**Exercise details:**
Which lines run from the one containing "pub mod error;" through the end of the entries? Restate them word for word, and only those.

(Dataset entries)
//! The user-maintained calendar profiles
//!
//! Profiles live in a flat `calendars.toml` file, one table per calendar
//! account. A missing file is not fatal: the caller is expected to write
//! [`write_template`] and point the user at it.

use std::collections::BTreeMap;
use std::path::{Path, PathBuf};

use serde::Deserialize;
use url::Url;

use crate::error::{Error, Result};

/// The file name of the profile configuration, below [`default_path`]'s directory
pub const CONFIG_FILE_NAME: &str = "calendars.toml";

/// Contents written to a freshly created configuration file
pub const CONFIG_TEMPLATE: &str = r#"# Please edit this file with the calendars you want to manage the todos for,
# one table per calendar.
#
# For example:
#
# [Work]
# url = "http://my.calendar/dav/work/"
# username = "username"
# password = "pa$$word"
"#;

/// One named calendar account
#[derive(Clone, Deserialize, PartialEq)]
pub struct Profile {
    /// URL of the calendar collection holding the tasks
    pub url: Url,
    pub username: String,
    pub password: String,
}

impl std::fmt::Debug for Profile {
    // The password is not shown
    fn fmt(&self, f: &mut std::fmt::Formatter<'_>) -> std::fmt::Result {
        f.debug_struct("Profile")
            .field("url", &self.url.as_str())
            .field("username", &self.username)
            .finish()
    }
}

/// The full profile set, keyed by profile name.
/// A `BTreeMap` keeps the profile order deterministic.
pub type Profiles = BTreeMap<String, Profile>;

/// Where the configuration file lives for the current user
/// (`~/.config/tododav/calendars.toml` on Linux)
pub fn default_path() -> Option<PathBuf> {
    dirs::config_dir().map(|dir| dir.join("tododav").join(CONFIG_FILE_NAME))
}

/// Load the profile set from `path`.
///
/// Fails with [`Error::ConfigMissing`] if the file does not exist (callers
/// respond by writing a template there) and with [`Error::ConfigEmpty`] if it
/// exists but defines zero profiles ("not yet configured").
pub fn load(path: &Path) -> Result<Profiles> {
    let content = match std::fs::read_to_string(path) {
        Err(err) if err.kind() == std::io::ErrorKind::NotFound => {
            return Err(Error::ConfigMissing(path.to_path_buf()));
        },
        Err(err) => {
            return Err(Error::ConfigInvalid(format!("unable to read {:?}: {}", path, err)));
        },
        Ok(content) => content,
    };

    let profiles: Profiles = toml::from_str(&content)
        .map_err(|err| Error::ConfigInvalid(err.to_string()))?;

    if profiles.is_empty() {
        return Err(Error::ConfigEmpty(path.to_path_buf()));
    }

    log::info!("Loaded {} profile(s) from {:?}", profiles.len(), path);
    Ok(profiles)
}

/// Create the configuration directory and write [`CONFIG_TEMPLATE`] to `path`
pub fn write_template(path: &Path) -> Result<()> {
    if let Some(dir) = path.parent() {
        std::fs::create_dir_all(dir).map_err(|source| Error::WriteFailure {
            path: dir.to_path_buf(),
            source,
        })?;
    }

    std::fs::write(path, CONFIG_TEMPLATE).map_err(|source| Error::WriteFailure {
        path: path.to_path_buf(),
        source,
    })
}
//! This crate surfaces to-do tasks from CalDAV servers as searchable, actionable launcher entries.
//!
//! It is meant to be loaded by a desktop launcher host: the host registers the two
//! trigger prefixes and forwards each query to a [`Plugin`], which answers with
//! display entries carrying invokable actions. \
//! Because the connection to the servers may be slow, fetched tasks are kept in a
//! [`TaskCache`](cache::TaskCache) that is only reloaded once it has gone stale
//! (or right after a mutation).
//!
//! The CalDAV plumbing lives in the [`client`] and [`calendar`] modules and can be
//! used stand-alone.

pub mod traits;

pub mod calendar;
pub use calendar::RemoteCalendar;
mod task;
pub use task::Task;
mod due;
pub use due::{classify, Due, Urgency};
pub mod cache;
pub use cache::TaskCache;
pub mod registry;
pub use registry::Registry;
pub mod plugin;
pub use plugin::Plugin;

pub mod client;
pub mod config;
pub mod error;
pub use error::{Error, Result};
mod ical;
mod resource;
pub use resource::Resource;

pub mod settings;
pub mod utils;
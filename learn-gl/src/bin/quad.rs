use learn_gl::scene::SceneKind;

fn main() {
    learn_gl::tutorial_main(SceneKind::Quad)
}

**Output for this task:**
pub mod error;
pub use error::{Error, Result};
mod ical;
mod resource;
pub use resource::Resource;

pub mod settings;
pub mod utils;
filename learn-gl/src/bin/quad.rs
use learn_gl::scene::SceneKind;

fn main() {
    learn_gl::tutorial_main(SceneKind::Quad)
}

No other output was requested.